== WORK INSTRUCTION ==
Only the lines below between the ones containing "if let Err(e) = registered" and "for (state, _)", inclusive, are to be reproduced, each exactly as it stands.

== THE DATA ==
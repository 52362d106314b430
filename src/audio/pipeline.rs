use std::{
    io::{BufRead, BufReader, Read},
    path::PathBuf,
    process::{Child, ChildStdout, Command, Stdio},
};

use tracing::{debug, info, warn};

use crate::{
    audio::effects::FilterConfig,
    error::{PlaybackError, PlaybackResult},
};

pub const SAMPLE_RATE: u32 = 48_000;
pub const CHANNELS: u8 = 2;

/// Parámetros con los que se lanza un proceso de render.
#[derive(Debug, Clone, PartialEq)]
pub struct PipelineSpec {
    pub input: String,
    pub start_offset_secs: f64,
    pub reconnect: bool,
    pub channels: u8,
    pub filters: FilterConfig,
    pub headers: Vec<(String, String)>,
}

impl PipelineSpec {
    pub fn new(input: impl Into<String>, start_offset_secs: f64, filters: FilterConfig) -> Self {
        Self {
            input: input.into(),
            start_offset_secs: start_offset_secs.max(0.0),
            reconnect: true,
            channels: CHANNELS,
            filters,
            headers: Vec::new(),
        }
    }

    pub fn with_reconnect(mut self, reconnect: bool) -> Self {
        self.reconnect = reconnect;
        self
    }

    pub fn with_headers(mut self, headers: Vec<(String, String)>) -> Self {
        self.headers = headers;
        self
    }

    /// Opciones que van antes de `-i`
    pub fn before_input_args(&self) -> Vec<String> {
        let mut args = Vec::new();

        if !self.headers.is_empty() {
            let headers: String = self
                .headers
                .iter()
                .map(|(name, value)| format!("{name}: {value}\r\n"))
                .collect();
            args.extend(["-headers".to_string(), headers]);
        }

        if self.reconnect {
            args.extend(
                ["-reconnect", "1", "-reconnect_streamed", "1", "-reconnect_delay_max", "5"]
                    .map(String::from),
            );
        }

        args.extend([
            "-ss".to_string(),
            format!("{:.3}", self.start_offset_secs),
            "-fflags".to_string(),
            "+discardcorrupt+genpts".to_string(),
        ]);

        args
    }

    /// Opciones de salida: canales, buffers, filtros y calidad
    pub fn output_args(&self) -> Vec<String> {
        // En modo video se prioriza la latencia para no desincronizar la imagen.
        let (bufsize, threads) = if self.filters.video_mode { ("64k", "1") } else { ("128k", "0") };

        let mut args: Vec<String> = vec![
            "-vn".into(),
            "-ac".into(),
            self.channels.to_string(),
            "-bufsize".into(),
            bufsize.into(),
            "-analyzeduration".into(),
            "10000000".into(),
            "-probesize".into(),
            "5000000".into(),
            "-threads".into(),
            threads.into(),
        ];

        if let Some(chain) = self.filters.audio_filter() {
            args.extend(["-af".to_string(), chain.to_string()]);
        }

        let quality = self.filters.quality;
        args.extend([
            "-acodec".to_string(),
            quality.codec().to_string(),
            "-b:a".to_string(),
            format!("{}k", quality.bitrate_kbps()),
        ]);

        args
    }

    /// Línea de comando completa; la salida es Ogg/Opus por stdout
    pub fn ffmpeg_args(&self) -> Vec<String> {
        let mut args: Vec<String> = ["-hide_banner", "-loglevel", "warning"].map(String::from).to_vec();
        args.extend(self.before_input_args());
        args.extend(["-i".to_string(), self.input.clone()]);
        args.extend(self.output_args());
        args.extend(["-ar", &SAMPLE_RATE.to_string(), "-f", "ogg", "pipe:1"].map(String::from));
        args
    }
}

/// Proceso de render ya lanzado
pub trait RenderPipeline: Send + Sync {
    fn spec(&self) -> &PipelineSpec;

    /// Entrega la salida de audio. El proceso vive mientras viva el lector.
    fn into_reader(self: Box<Self>) -> Box<dyn Read + Send + Sync>;
}

/// Lanza procesos de render
pub trait PipelineLauncher: Send + Sync {
    fn launch(&self, spec: PipelineSpec) -> PlaybackResult<Box<dyn RenderPipeline>>;
}

/// Lanzador basado en ffmpeg
pub struct FfmpegLauncher {
    executable: PathBuf,
}

impl FfmpegLauncher {
    pub fn new(executable: impl Into<PathBuf>) -> Self {
        Self {
            executable: executable.into(),
        }
    }
}

impl PipelineLauncher for FfmpegLauncher {
    fn launch(&self, spec: PipelineSpec) -> PlaybackResult<Box<dyn RenderPipeline>> {
        let mut child = Command::new(&self.executable)
            .args(spec.ffmpeg_args())
            .stdin(Stdio::null())
            .stdout(Stdio::piped())
            .stderr(Stdio::piped())
            .spawn()
            .map_err(|e| {
                PlaybackError::PipelineSpawn(format!("{}: {e}", self.executable.display()))
            })?;

        let Some(stdout) = child.stdout.take() else {
            let _ = child.kill();
            let _ = child.wait();
            return Err(PlaybackError::PipelineSpawn("ffmpeg sin stdout".into()));
        };

        if let Some(stderr) = child.stderr.take() {
            let pid = child.id();
            let drained = std::thread::Builder::new()
                .name(format!("ffmpeg-stderr-{pid}"))
                .spawn(move || {
                    for line in BufReader::new(stderr).lines().map_while(Result::ok) {
                        debug!("ffmpeg[{}]: {}", pid, line);
                    }
                });
            if let Err(e) = drained {
                warn!("⚠️ No se pudo leer stderr de ffmpeg: {}", e);
            }
        }

        info!("🎛️ ffmpeg lanzado (pid {}) en {:.1}s", child.id(), spec.start_offset_secs);
        Ok(Box::new(FfmpegPipeline {
            spec,
            process: ChildProcess { child, stdout },
        }))
    }
}

struct FfmpegPipeline {
    spec: PipelineSpec,
    process: ChildProcess,
}

impl RenderPipeline for FfmpegPipeline {
    fn spec(&self) -> &PipelineSpec {
        &self.spec
    }

    fn into_reader(self: Box<Self>) -> Box<dyn Read + Send + Sync> {
        Box::new(self.process)
    }
}

/// Salida de ffmpeg; al soltarla se mata el proceso
struct ChildProcess {
    child: Child,
    stdout: ChildStdout,
}

impl Read for ChildProcess {
    fn read(&mut self, buf: &mut [u8]) -> std::io::Result<usize> {
        self.stdout.read(buf)
    }
}

impl Drop for ChildProcess {
    fn drop(&mut self) {
        if let Ok(None) = self.child.try_wait() {
            let _ = self.child.kill();
        }
        let _ = self.child.wait();
        debug!("🧹 ffmpeg (pid {}) liberado", self.child.id());
    }
}
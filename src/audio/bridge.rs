use serenity::model::id::GuildId;
use std::{
    sync::atomic::{AtomicBool, Ordering},
    time::Duration,
};
use tracing::{debug, error, warn};

use crate::error::{PlaybackError, PlaybackResult};

/// Cómo terminó un intento de reproducción
#[derive(Debug, Clone, PartialEq)]
pub enum PlaybackOutcome {
    Finished,
    Failed(String),
}

/// Señal entregada al motor cuando termina un intento
#[derive(Debug, Clone, PartialEq)]
pub struct Completion {
    pub tenant: GuildId,
    pub attempt: u64,
    pub outcome: PlaybackOutcome,
}

/// Canal acotado entre los hilos que empujan audio y el runtime.
///
/// Cada intento de reproducción recibe su propia [`CompletionSignal`]; el motor
/// consume las [`Completion`] desde el receptor devuelto por [`CompletionBridge::new`].
#[derive(Debug, Clone)]
pub struct CompletionBridge {
    tx: flume::Sender<Completion>,
    timeout: Duration,
}

impl CompletionBridge {
    pub fn new(capacity: usize, timeout: Duration) -> (Self, flume::Receiver<Completion>) {
        let (tx, rx) = flume::bounded(capacity.max(1));
        (Self { tx, timeout }, rx)
    }

    pub fn signal(&self, tenant: GuildId, attempt: u64) -> CompletionSignal {
        CompletionSignal {
            tenant,
            attempt,
            tx: self.tx.clone(),
            timeout: self.timeout,
            fired: AtomicBool::new(false),
        }
    }

    pub fn timeout(&self) -> Duration {
        self.timeout
    }
}

/// Entrega exactamente una señal por intento.
///
/// `fire` bloquea como mucho `timeout` y nunca más. Si la señal se suelta sin
/// haberse disparado, se entrega como fallo.
#[derive(Debug)]
pub struct CompletionSignal {
    tenant: GuildId,
    attempt: u64,
    tx: flume::Sender<Completion>,
    timeout: Duration,
    fired: AtomicBool,
}

impl CompletionSignal {
    pub fn tenant(&self) -> GuildId {
        self.tenant
    }

    pub fn attempt(&self) -> u64 {
        self.attempt
    }

    pub fn has_fired(&self) -> bool {
        self.fired.load(Ordering::Acquire)
    }

    /// Pensado para el hilo del pipeline; no llamar desde una tarea async.
    pub fn fire(&self, outcome: PlaybackOutcome) -> PlaybackResult<()> {
        if self.fired.swap(true, Ordering::AcqRel) {
            debug!(
                "Señal repetida ignorada para guild {} (intento {})",
                self.tenant, self.attempt
            );
            return Ok(());
        }

        let completion = Completion {
            tenant: self.tenant,
            attempt: self.attempt,
            outcome,
        };

        match self.tx.send_timeout(completion, self.timeout) {
            Ok(()) => Ok(()),
            Err(flume::SendTimeoutError::Timeout(_)) => {
                error!(
                    "⏱️ Señal de fin de pista para guild {} no entregada en {:?}",
                    self.tenant, self.timeout
                );
                Err(PlaybackError::CrossThreadTimeout {
                    tenant: self.tenant,
                    timeout: self.timeout,
                })
            }
            Err(flume::SendTimeoutError::Disconnected(_)) => {
                debug!("Motor detenido, señal de guild {} descartada", self.tenant);
                Ok(())
            }
        }
    }
}

impl Drop for CompletionSignal {
    fn drop(&mut self) {
        if self.has_fired() {
            return;
        }
        warn!(
            "⚠️ Pipeline de guild {} terminó sin señal (intento {})",
            self.tenant, self.attempt
        );
        let outcome = PlaybackOutcome::Failed("el pipeline terminó sin señal".into());

        // En un worker del runtime no se puede bloquear esperando hueco en el canal
        let Ok(runtime) = tokio::runtime::Handle::try_current() else {
            let _ = self.fire(outcome);
            return;
        };
        self.fired.store(true, Ordering::Release);

        let completion = Completion {
            tenant: self.tenant,
            attempt: self.attempt,
            outcome,
        };
        match self.tx.try_send(completion) {
            Ok(()) | Err(flume::TrySendError::Disconnected(_)) => {}
            Err(flume::TrySendError::Full(completion)) => {
                let tx = self.tx.clone();
                let timeout = self.timeout;
                runtime.spawn_blocking(move || {
                    let tenant = completion.tenant;
                    if let Err(flume::SendTimeoutError::Timeout(_)) =
                        tx.send_timeout(completion, timeout)
                    {
                        error!(
                            "⏱️ Señal de fin de pista para guild {} no entregada en {:?}",
                            tenant, timeout
                        );
                    }
                });
            }
        }
    }
}
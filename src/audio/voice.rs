use async_trait::async_trait;
use serenity::model::id::{ChannelId, GuildId};
use songbird::{
    error::JoinError,
    input::{AudioStream, Input, LiveInput},
    tracks::{PlayMode, TrackHandle},
    Call, Event, EventContext, EventHandler as VoiceEventHandler, Songbird, TrackEvent,
};
use std::sync::Arc;
use symphonia::core::{
    io::{MediaSource, ReadOnlySource},
    probe::Hint,
};
use tokio::sync::Mutex;
use tracing::{debug, info};

use crate::{
    audio::{
        bridge::{CompletionSignal, PlaybackOutcome},
        pipeline::RenderPipeline,
        source::{ProgressClock, FRAME},
        transport::{PlaybackHandle, Transport},
    },
    error::{PlaybackError, PlaybackResult},
};

/// Transporte de voz sobre una llamada de songbird
pub struct SongbirdTransport {
    guild_id: GuildId,
    call: Arc<Mutex<Call>>,
    manager: Arc<Songbird>,
}

impl SongbirdTransport {
    /// Entra al canal de voz y devuelve el transporte listo para adjuntar pistas
    pub async fn join(
        manager: Arc<Songbird>,
        guild_id: GuildId,
        channel_id: ChannelId,
    ) -> PlaybackResult<Self> {
        let call = manager
            .join(guild_id, channel_id)
            .await
            .map_err(|e| PlaybackError::Transport(format!("no se pudo entrar al canal: {e}")))?;

        info!("🔊 Conectado al canal de voz {} en guild {}", channel_id, guild_id);
        Ok(Self {
            guild_id,
            call,
            manager,
        })
    }
}

#[async_trait]
impl Transport for SongbirdTransport {
    async fn attach(
        &self,
        pipeline: Box<dyn RenderPipeline>,
        volume: f32,
        progress: ProgressClock,
        signal: CompletionSignal,
    ) -> PlaybackResult<Box<dyn PlaybackHandle>> {
        let base = progress.units();

        let mut hint = Hint::new();
        hint.with_extension("ogg");
        let media: Box<dyn MediaSource> = Box::new(ReadOnlySource::new(pipeline.into_reader()));
        let input = Input::Live(
            LiveInput::Raw(AudioStream {
                input: media,
                hint: Some(hint),
            }),
            None,
        );

        let handle = self.call.lock().await.play_input(input);

        let signal = Arc::new(signal);
        let registered = handle
            .add_event(Event::Track(TrackEvent::End), TrackEndHandler { signal: signal.clone() })
            .and_then(|_| {
                handle.add_event(Event::Track(TrackEvent::Error), TrackEndHandler { signal })
            })
            .and_then(|_| {
                handle.add_event(Event::Periodic(FRAME, None), ProgressUpdater { progress, base })
            })
            .and_then(|_| handle.set_volume(volume));

        if let Err(e) = registered {
            let _ = handle.stop();
            return Err(PlaybackError::Transport(format!("pista no disponible: {e}")));
        }

        Ok(Box::new(SongbirdPlayback(handle)))
    }

    async fn disconnect(&self) -> PlaybackResult<()> {
        match self.manager.remove(self.guild_id).await {
            Ok(()) | Err(JoinError::NoCall) => {
                info!("👋 Desconectado del canal de voz en guild {}", self.guild_id);
                Ok(())
            }
            Err(e) => Err(PlaybackError::Transport(e.to_string())),
        }
    }
}

struct SongbirdPlayback(TrackHandle);

impl PlaybackHandle for SongbirdPlayback {
    fn pause(&self) -> PlaybackResult<()> {
        self.0.pause().map_err(|e| PlaybackError::Transport(e.to_string()))
    }

    fn resume(&self) -> PlaybackResult<()> {
        self.0.play().map_err(|e| PlaybackError::Transport(e.to_string()))
    }

    fn set_volume(&self, volume: f32) -> PlaybackResult<()> {
        self.0
            .set_volume(volume)
            .map_err(|e| PlaybackError::Transport(e.to_string()))
    }

    fn stop(&self) {
        if let Err(e) = self.0.stop() {
            debug!("La pista ya estaba detenida: {}", e);
        }
    }
}

/// Traduce el fin o error de la pista en la señal del intento
struct TrackEndHandler {
    signal: Arc<CompletionSignal>,
}

#[async_trait]
impl VoiceEventHandler for TrackEndHandler {
    async fn act(&self, ctx: &EventContext<'_>) -> Option<Event> {
        let mut outcome = PlaybackOutcome::Finished;
        if let EventContext::Track(tracks) = ctx {
            for (state, _) in tracks.iter() {
                if let PlayMode::Errored(e) = &state.playing {
                    outcome = PlaybackOutcome::Failed(e.to_string());
                }
            }
        }

        // `fire` puede bloquear hasta el timeout del puente
        let signal = self.signal.clone();
        tokio::task::spawn_blocking(move || {
            if let Err(e) = signal.fire(outcome) {
                debug!("Señal de fin no entregada: {}", e);
            }
        });

        Some(Event::Cancel)
    }
}

/// Mantiene el reloj de progreso en `base` + posición de la pista
struct ProgressUpdater {
    progress: ProgressClock,
    base: u64,
}

#[async_trait]
impl VoiceEventHandler for ProgressUpdater {
    async fn act(&self, ctx: &EventContext<'_>) -> Option<Event> {
        if let EventContext::Track(tracks) = ctx {
            if let Some((state, _)) = tracks.first() {
                let played = ProgressClock::seconds_to_units(state.position.as_secs_f64());
                self.progress.set(self.base + played);
            }
        }
        None
    }
}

== ANSWER TO THIS PROBLEM ==
        if let Err(e) = registered {
            let _ = handle.stop();
            return Err(PlaybackError::Transport(format!("pista no disponible: {e}")));
        }

        Ok(Box::new(SongbirdPlayback(handle)))
    }

    async fn disconnect(&self) -> PlaybackResult<()> {
        match self.manager.remove(self.guild_id).await {
            Ok(()) | Err(JoinError::NoCall) => {
                info!("👋 Desconectado del canal de voz en guild {}", self.guild_id);
                Ok(())
            }
            Err(e) => Err(PlaybackError::Transport(e.to_string())),
        }
    }
}

struct SongbirdPlayback(TrackHandle);

impl PlaybackHandle for SongbirdPlayback {
    fn pause(&self) -> PlaybackResult<()> {
        self.0.pause().map_err(|e| PlaybackError::Transport(e.to_string()))
    }

    fn resume(&self) -> PlaybackResult<()> {
        self.0.play().map_err(|e| PlaybackError::Transport(e.to_string()))
    }

    fn set_volume(&self, volume: f32) -> PlaybackResult<()> {
        self.0
            .set_volume(volume)
            .map_err(|e| PlaybackError::Transport(e.to_string()))
    }

    fn stop(&self) {
        if let Err(e) = self.0.stop() {
            debug!("La pista ya estaba detenida: {}", e);
        }
    }
}

/// Traduce el fin o error de la pista en la señal del intento
struct TrackEndHandler {
    signal: Arc<CompletionSignal>,
}

#[async_trait]
impl VoiceEventHandler for TrackEndHandler {
    async fn act(&self, ctx: &EventContext<'_>) -> Option<Event> {
        let mut outcome = PlaybackOutcome::Finished;
        if let EventContext::Track(tracks) = ctx {
            for (state, _) in tracks.iter() {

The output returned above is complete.